JAMES REEVE is an award-winning photographer. He lives in Marseille, France.
He works on long-term personal projects and undertakes commissions for commercial and editorial clients; he is a regular contributor to Wallpaper* Magazine.
His career to date has been very much a naturally evolving process of experimentation in different genres of photography, from reportage and portraiture to contemporary documentary projects.
Banned, a photographic essay he shot in Afghanistan in the aftermath of the Taliban, received widespread acclaim and he was the recipient of several international awards.
Recently he has been concentrating on artistic landscape projects, his most recent of which - Lightscapes - was selected for the 25th Hyeres International Festival of Fashion and Photography, in 2010.
James has received awards from the National Portrait Gallery/Schweppes Portrait Prize, The Observer Hodge Award and also The Fifty Crows Foundation. His work has been exhibited in the National Portrait Gallery in London.
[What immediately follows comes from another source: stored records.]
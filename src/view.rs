//! Stock view: the filtered, ordered list of current items.

use crate::events::UiEvent;
use crate::types::{Item, ItemFilter, ItemId};
use std::fmt;
use std::io::Write;

/// A per-row control. Each carries the id of the item it acts on.
#[derive(Clone, Copy, Debug, PartialEq, Eq)]
pub enum RowAction {
    Remove(ItemId),
    Update(ItemId),
}

impl RowAction {
    /// The UI event fired when this control is used.
    pub fn event(self) -> UiEvent {
        match self {
            RowAction::Remove(id) => UiEvent::Remove(id),
            RowAction::Update(id) => UiEvent::Update(id),
        }
    }
}

/// One rendered line of stock.
#[derive(Clone, Debug, PartialEq, Eq)]
pub struct StockRow {
    pub id: ItemId,
    pub name: String,
    pub quantity: u64,
    pub actions: [RowAction; 2],
}

impl StockRow {
    pub fn from_item(item: Item) -> Self {
        Self {
            id: item.id,
            name: item.name,
            quantity: item.quantity,
            actions: [RowAction::Remove(item.id), RowAction::Update(item.id)],
        }
    }
}

impl fmt::Display for StockRow {
    fn fmt(&self, f: &mut fmt::Formatter<'_>) -> fmt::Result {
        write!(f, "{} - {}", self.name, self.quantity)
    }
}

/// Where rows are drawn.
pub trait StockSurface {
    /// Remove every row currently shown.
    fn clear(&mut self);

    fn draw_row(&mut self, row: &StockRow);
}

/// Current search term and the rows last drawn for it.
///
/// Each refresh gets a generation number; only the completion of the most
/// recent refresh is applied, so listings that finish out of order cannot
/// overwrite newer results.
#[derive(Debug, Default)]
pub struct StockView {
    term: String,
    rows: Vec<StockRow>,
    generation: u64,
}

impl StockView {
    pub fn new() -> Self {
        Self::default()
    }

    pub fn term(&self) -> &str {
        &self.term
    }

    /// Replace the search term. Surrounding whitespace is ignored.
    pub fn set_term(&mut self, term: &str) {
        self.term = term.trim().to_string();
    }

    /// Filter for the current term.
    pub fn filter(&self) -> ItemFilter {
        ItemFilter::name_contains(&self.term)
    }

    pub fn rows(&self) -> &[StockRow] {
        &self.rows
    }

    /// Start a refresh and return its generation.
    pub fn begin_refresh(&mut self) -> u64 {
        self.generation += 1;
        self.generation
    }

    /// Install the result of a refresh. Returns false (and changes nothing)
    /// if a newer refresh has started since.
    pub fn apply(&mut self, generation: u64, items: Vec<Item>) -> bool {
        if generation != self.generation {
            return false;
        }
        self.rows = items.into_iter().map(StockRow::from_item).collect();
        true
    }

    /// Clear the surface and draw every row in order.
    pub fn render(&self, surface: &mut dyn StockSurface) {
        surface.clear();
        for row in &self.rows {
            surface.draw_row(row);
        }
    }
}

/// Line-oriented surface for terminals and pipes.
pub struct TextSurface<W: Write> {
    out: W,
}

impl<W: Write> TextSurface<W> {
    pub fn new(out: W) -> Self {
        Self { out }
    }

    pub fn into_inner(self) -> W {
        self.out
    }
}

impl<W: Write> StockSurface for TextSurface<W> {
    fn clear(&mut self) {
        if let Err(e) = writeln!(self.out, "--") {
            tracing::warn!(error = %e, "failed to write to surface");
        }
    }

    fn draw_row(&mut self, row: &StockRow) {
        if let Err(e) = writeln!(self.out, "[{:>4}] {}", row.id.0, row) {
            tracing::warn!(error = %e, "failed to write to surface");
        }
    }
}
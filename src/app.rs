//! The stock app: controller, view and UI collaborators behind one event
//! dispatch point.

use crate::controller::{MutationController, Outcome, Prompt};
use crate::error::{ErrorClass, Result, StoreError};
use crate::events::{LoopHandle, UiEvent};
use crate::service::StoreService;
use crate::types::Item;
use crate::view::{StockSurface, StockView};
use std::ops::ControlFlow;

/// Mutations the controller issues, for reporting.
#[derive(Clone, Copy, Debug, PartialEq, Eq)]
pub enum Mutation {
    Add,
    Remove,
    Update,
}

impl Mutation {
    pub fn as_str(self) -> &'static str {
        match self {
            Mutation::Add => "add",
            Mutation::Remove => "remove",
            Mutation::Update => "update",
        }
    }
}

/// UI state living on the event loop thread.
pub struct StockApp {
    controller: MutationController,
    view: StockView,
    prompt: Box<dyn Prompt>,
    surface: Box<dyn StockSurface>,
    alert_storage_errors: bool,
    last_outcome: Option<Outcome>,
}

impl StockApp {
    pub fn new(
        service: StoreService,
        handle: LoopHandle,
        prompt: Box<dyn Prompt>,
        surface: Box<dyn StockSurface>,
    ) -> Self {
        Self {
            controller: MutationController::new(service, handle),
            view: StockView::new(),
            prompt,
            surface,
            alert_storage_errors: true,
            last_outcome: None,
        }
    }

    /// Whether storage failures are shown through [`Prompt::alert`] in
    /// addition to being logged. Default: true.
    pub fn with_storage_alerts(mut self, enabled: bool) -> Self {
        self.alert_storage_errors = enabled;
        self
    }

    pub fn view(&self) -> &StockView {
        &self.view
    }

    /// What the controller did with the most recent add/remove/update intent.
    pub fn last_outcome(&self) -> Option<&Outcome> {
        self.last_outcome.as_ref()
    }

    /// Dispatch one UI event.
    pub fn handle(&mut self, event: UiEvent) -> ControlFlow<()> {
        let prompt = &*self.prompt;
        match event {
            UiEvent::Submit { name, quantity } => {
                self.last_outcome = Some(self.controller.add(prompt, &name, &quantity));
            }
            UiEvent::Remove(id) => {
                self.last_outcome = Some(self.controller.remove(prompt, id));
            }
            UiEvent::Update(id) => {
                self.last_outcome = Some(self.controller.update_quantity(prompt, id));
            }
            UiEvent::Search(term) => {
                self.view.set_term(&term);
                self.refresh();
            }
            UiEvent::Refresh => self.refresh(),
            UiEvent::Quit => return ControlFlow::Break(()),
        }
        ControlFlow::Continue(())
    }

    /// Re-query the store with the current term and redraw when it answers.
    pub fn refresh(&mut self) {
        let generation = self.view.begin_refresh();
        let done = self
            .controller
            .loop_handle()
            .resume_with(move |app: &mut StockApp, result: Result<Vec<Item>>| {
                app.rows_loaded(generation, result)
            });
        self.controller.service().list(self.view.filter(), done);
    }

    fn rows_loaded(&mut self, generation: u64, result: Result<Vec<Item>>) {
        match result {
            Ok(items) => {
                if self.view.apply(generation, items) {
                    self.view.render(&mut *self.surface);
                } else {
                    tracing::trace!(generation, "stale listing dropped");
                }
            }
            Err(e) => self.report_storage_error("list", &e),
        }
    }

    /// Continuation of every controller mutation.
    pub(crate) fn mutation_finished(&mut self, mutation: Mutation, result: Result<()>) {
        match result {
            Ok(()) => {}
            Err(e) if e.class() == ErrorClass::NotFound => {
                tracing::debug!(op = mutation.as_str(), error = %e, "item already gone");
            }
            Err(e) => {
                self.report_storage_error(mutation.as_str(), &e);
                return;
            }
        }
        self.refresh();
    }

    fn report_storage_error(&self, op: &str, error: &StoreError) {
        tracing::error!(op, %error, "store operation failed");
        if self.alert_storage_errors {
            self.prompt.alert(&format!("Could not {} item: {}", op, error));
        }
    }
}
SIMON REEVE is an adventurer and bestselling author who has travelled extensively through more than 110 countries, across jungles, deserts, mountains and oceans, and to some of the most dangerous and remote regions of the world.
He is the presenter of the acclaimed 2012 BBC TV series Indian Ocean and has circled the planet three times for the BBC TV series Equator, Tropic of Cancer and Tropic of Capricorn.
On his travels Simon has braved frontline conflict, hunted with the Bushmen of the Kalahari, dived with sharks, survived malaria, walked through minefields, tracked lions, been taught to fish by the President of Moldova, adopted by former headhunters, and detained for spying by the KGB.
His TV adventures have been broadcast in dozens of countries, enthralling millions.
He Is an ambassador for the nature conservation organisation WWF, a New York Times bestselling author of several books, and has been awarded a One World Broadcasting Trust award for an “outstanding contribution to greater world understanding” and the 2012 Ness Award by the Royal Geographical Society.